Issue 5 - Summer 2014


When Clint Eastwood, as Inspector "Dirty"Harry Callahan, delivered that memorable line at the end of 1973's "Magnum Force", he was clearly not referring to time limits in London maritime arbitration/litigation, but in view of the potentially drastic consequences for a claimant of a failure to be fully aware of the time limitation applicable to a given situation, Inspector Callahan's comment seems perfectly apt.

This firm has been involved in several cases recently where a time limit issue has played a pertinent part. In this article, I shall highlight three time limitation issues - first, when does time start to run for the purposes of a time limitation provision, second, how might the running of time be interrupted, and third, the options available to extend time.

Starting Time

Section 5 of the Limitation Act 1980 provides for a limitation period of six years from the date the cause of action accrues.

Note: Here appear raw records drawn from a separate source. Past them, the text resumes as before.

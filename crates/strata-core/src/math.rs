/// SIMD-accelerated math types from [`glam`].
///
/// Terrain code uses [`Vec3`] for vertex positions, [`Vec4`] for the packed
/// tile-key uniform and [`Mat4`] for per-layer texture transforms.
///
/// ```
/// use strata_core::math::{Mat4, Vec3};
///
/// let scale_bias = Mat4::from_scale(Vec3::new(0.5, 0.5, 1.0));
/// assert_eq!(scale_bias.to_cols_array()[0], 0.5);
/// ```
///
/// [`glam`]: https://docs.rs/glam
pub mod fast {
    pub use glam::*;
}

pub use fast::{Mat4, Vec3, Vec4};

I emphasise the reference to "cause of action"as this might be relevant in the case of a long term time charterparty where an event giving rise to a claim (ie a cause of action) occurs early in the charterparty period - the time limit period would start to run from the date of the cause of action, not the redelivery of the vessel at the end of the time charterparty.

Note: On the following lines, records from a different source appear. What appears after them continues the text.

//! Image layers and the per-tile records that bind them to textures.

use std::fmt;
use std::sync::Arc;
use std::sync::atomic::{AtomicBool, AtomicU32, Ordering};

use glam::Mat4;
use strata_test_utils::GpuTexture;

static NEXT_LAYER_UID: AtomicU32 = AtomicU32::new(0);

/// Process-unique image layer identifier.
#[derive(Debug, Clone, Copy, PartialEq, Eq, Hash, PartialOrd, Ord)]
pub struct LayerUid(pub u32);

impl LayerUid {
    /// Value uploaded as the layer uid when no layer is drawn.
    pub const NONE_UNIFORM: i32 = -1;

    pub fn next() -> Self {
        Self(NEXT_LAYER_UID.fetch_add(1, Ordering::Relaxed))
    }

    pub fn as_uniform(self) -> i32 {
        self.0 as i32
    }
}

impl fmt::Display for LayerUid {
    fn fmt(&self, f: &mut fmt::Formatter<'_>) -> fmt::Result {
        write!(f, "{}", self.0)
    }
}

/// A raster imagery source.
///
/// Visibility and opacity are edited from the application thread while
/// rendering threads read them, so both live in atomics.
#[derive(Debug)]
pub struct ImageLayer {
    uid: LayerUid,
    name: String,
    visible: AtomicBool,
    opacity: AtomicU32,
}

impl ImageLayer {
    /// Visible, fully opaque layer with a freshly allocated uid.
    pub fn new(name: impl Into<String>) -> Self {
        Self::with_uid(LayerUid::next(), name)
    }

    pub fn with_uid(uid: LayerUid, name: impl Into<String>) -> Self {
        Self {
            uid,
            name: name.into(),
            visible: AtomicBool::new(true),
            opacity: AtomicU32::new(1.0f32.to_bits()),
        }
    }

    pub fn uid(&self) -> LayerUid {
        self.uid
    }

    pub fn name(&self) -> &str {
        &self.name
    }

    pub fn visible(&self) -> bool {
        self.visible.load(Ordering::Relaxed)
    }

    pub fn set_visible(&self, visible: bool) {
        self.visible.store(visible, Ordering::Relaxed);
    }

    pub fn opacity(&self) -> f32 {
        f32::from_bits(self.opacity.load(Ordering::Relaxed))
    }

    /// Set opacity, clamped to `[0, 1]`. NaN is treated as fully transparent.
    pub fn set_opacity(&self, opacity: f32) {
        let opacity = if opacity.is_nan() { 0.0 } else { opacity.clamp(0.0, 1.0) };
        self.opacity.store(opacity.to_bits(), Ordering::Relaxed);
    }

    /// Whether the layer contributes to a draw.
    pub fn is_drawable(&self) -> bool {
        self.visible() && self.opacity() > 0.0
    }
}

/// One image layer as bound on one tile.
///
/// Records compare equal when they refer to the same layer uid, regardless of
/// the texture or matrix they carry.
#[derive(Debug, Clone)]
pub struct LayerRecord {
    pub layer: Arc<ImageLayer>,
    pub texture: Option<GpuTexture>,
    pub tex_matrix: Option<Arc<Mat4>>,
}

impl LayerRecord {
    pub fn new(layer: Arc<ImageLayer>, texture: Option<GpuTexture>, tex_matrix: Option<Arc<Mat4>>) -> Self {
        Self {
            layer,
            texture,
            tex_matrix,
        }
    }

    pub fn uid(&self) -> LayerUid {
        self.layer.uid()
    }
}

impl PartialEq for LayerRecord {
    fn eq(&self, other: &Self) -> bool {
        self.uid() == other.uid()
    }
}

impl Eq for LayerRecord {}

impl PartialEq<LayerUid> for LayerRecord {
    fn eq(&self, uid: &LayerUid) -> bool {
        self.uid() == *uid
    }
}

It is often the case that the statutory time limitation is amended by the express terms of the contract. The Hague Visby Rules, for example, refer to time running from the date of the delivery of the goods or the date the goods should have been delivered (Article III, Rule 6).

Some contractual provisions might not be so clear. Take, for example, the Centrocon arbitration clause which provides

"... Any claim must be in writing and claimant's arbitrator appointed within three months of final discharge and where this provision is not complied with the claim shall be deemed to be waived and absolutely barred ...".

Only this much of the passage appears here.